▶ _Required work_: Say how many lines of the listing below hold the string "backed", and say nothing else.

******************************

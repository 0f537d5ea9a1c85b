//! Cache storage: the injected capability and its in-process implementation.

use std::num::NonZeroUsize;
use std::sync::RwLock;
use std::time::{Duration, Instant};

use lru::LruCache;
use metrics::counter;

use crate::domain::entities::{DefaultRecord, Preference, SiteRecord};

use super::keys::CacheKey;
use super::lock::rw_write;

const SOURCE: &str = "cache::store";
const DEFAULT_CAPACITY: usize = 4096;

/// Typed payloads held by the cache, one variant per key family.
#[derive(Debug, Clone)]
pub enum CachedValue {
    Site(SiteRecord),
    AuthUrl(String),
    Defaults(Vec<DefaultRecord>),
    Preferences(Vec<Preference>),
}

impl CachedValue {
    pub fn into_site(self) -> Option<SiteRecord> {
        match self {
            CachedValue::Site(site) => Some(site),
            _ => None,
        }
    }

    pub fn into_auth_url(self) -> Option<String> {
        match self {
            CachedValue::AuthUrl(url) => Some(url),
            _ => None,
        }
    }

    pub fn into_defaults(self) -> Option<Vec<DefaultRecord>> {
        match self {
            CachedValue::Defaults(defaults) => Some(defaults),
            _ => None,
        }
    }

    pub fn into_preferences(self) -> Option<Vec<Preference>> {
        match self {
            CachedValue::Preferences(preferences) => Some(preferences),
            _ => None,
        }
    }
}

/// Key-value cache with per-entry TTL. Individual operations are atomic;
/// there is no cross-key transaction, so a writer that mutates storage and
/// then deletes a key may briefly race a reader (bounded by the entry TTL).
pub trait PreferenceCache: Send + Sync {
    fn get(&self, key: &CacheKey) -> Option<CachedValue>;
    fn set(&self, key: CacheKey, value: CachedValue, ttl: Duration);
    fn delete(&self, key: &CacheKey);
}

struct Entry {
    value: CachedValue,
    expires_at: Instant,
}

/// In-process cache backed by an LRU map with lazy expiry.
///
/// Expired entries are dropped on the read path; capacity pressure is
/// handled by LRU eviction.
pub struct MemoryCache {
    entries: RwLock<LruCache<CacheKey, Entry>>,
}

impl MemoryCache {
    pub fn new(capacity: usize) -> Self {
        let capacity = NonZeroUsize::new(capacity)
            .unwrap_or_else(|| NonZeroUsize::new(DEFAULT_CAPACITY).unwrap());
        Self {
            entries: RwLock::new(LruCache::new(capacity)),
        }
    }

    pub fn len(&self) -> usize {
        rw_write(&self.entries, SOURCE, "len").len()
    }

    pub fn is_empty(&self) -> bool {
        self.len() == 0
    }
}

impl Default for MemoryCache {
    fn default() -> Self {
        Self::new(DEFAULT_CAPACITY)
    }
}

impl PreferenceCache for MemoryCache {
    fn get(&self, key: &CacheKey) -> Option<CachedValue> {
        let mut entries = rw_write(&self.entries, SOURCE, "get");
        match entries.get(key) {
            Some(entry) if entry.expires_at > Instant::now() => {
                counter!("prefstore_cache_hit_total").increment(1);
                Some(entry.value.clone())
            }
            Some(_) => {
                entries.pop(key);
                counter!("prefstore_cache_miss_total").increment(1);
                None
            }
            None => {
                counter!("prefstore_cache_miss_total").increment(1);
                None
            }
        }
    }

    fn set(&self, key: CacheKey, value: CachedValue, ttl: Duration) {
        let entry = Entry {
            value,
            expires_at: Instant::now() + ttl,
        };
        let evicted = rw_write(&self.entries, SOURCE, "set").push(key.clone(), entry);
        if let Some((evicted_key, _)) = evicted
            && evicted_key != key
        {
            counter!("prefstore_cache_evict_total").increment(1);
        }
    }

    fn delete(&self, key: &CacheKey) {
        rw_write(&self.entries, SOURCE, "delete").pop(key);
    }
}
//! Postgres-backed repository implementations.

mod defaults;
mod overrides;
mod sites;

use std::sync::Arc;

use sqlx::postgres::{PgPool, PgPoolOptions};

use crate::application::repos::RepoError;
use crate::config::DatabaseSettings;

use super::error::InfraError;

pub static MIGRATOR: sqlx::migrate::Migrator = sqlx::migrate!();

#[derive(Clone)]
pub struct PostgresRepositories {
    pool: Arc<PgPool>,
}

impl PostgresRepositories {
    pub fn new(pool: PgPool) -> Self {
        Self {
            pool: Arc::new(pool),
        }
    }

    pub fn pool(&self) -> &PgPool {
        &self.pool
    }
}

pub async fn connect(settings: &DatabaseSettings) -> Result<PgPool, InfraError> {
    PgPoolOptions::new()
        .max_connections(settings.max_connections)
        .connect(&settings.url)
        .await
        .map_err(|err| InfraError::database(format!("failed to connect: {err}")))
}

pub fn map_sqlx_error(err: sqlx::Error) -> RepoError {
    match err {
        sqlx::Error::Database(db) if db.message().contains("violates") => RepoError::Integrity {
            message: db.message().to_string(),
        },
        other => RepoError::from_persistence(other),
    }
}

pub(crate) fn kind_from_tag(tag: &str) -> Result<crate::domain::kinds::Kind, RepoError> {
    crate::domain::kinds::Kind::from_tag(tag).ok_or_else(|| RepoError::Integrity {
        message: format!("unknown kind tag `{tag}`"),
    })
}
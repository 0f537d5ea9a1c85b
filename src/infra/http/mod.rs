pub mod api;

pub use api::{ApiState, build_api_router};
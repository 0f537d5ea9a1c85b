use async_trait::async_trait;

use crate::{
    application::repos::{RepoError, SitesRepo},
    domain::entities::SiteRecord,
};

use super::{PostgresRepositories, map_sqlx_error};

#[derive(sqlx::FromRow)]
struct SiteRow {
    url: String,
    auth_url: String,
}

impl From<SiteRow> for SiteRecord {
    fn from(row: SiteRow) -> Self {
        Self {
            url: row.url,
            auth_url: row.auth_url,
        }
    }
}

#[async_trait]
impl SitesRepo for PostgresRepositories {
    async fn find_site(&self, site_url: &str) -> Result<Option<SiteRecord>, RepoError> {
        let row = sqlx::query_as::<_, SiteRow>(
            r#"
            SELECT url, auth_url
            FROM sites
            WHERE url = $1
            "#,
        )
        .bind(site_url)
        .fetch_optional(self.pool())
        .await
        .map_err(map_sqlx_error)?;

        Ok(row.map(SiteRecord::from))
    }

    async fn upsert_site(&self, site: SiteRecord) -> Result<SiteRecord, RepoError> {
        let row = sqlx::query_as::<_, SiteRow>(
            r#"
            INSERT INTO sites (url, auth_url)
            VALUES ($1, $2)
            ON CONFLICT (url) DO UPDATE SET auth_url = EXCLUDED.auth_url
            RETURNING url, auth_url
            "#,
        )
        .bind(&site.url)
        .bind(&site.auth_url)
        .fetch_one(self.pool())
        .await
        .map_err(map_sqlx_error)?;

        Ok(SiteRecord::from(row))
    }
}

******************************

▶ _Task answer_: 2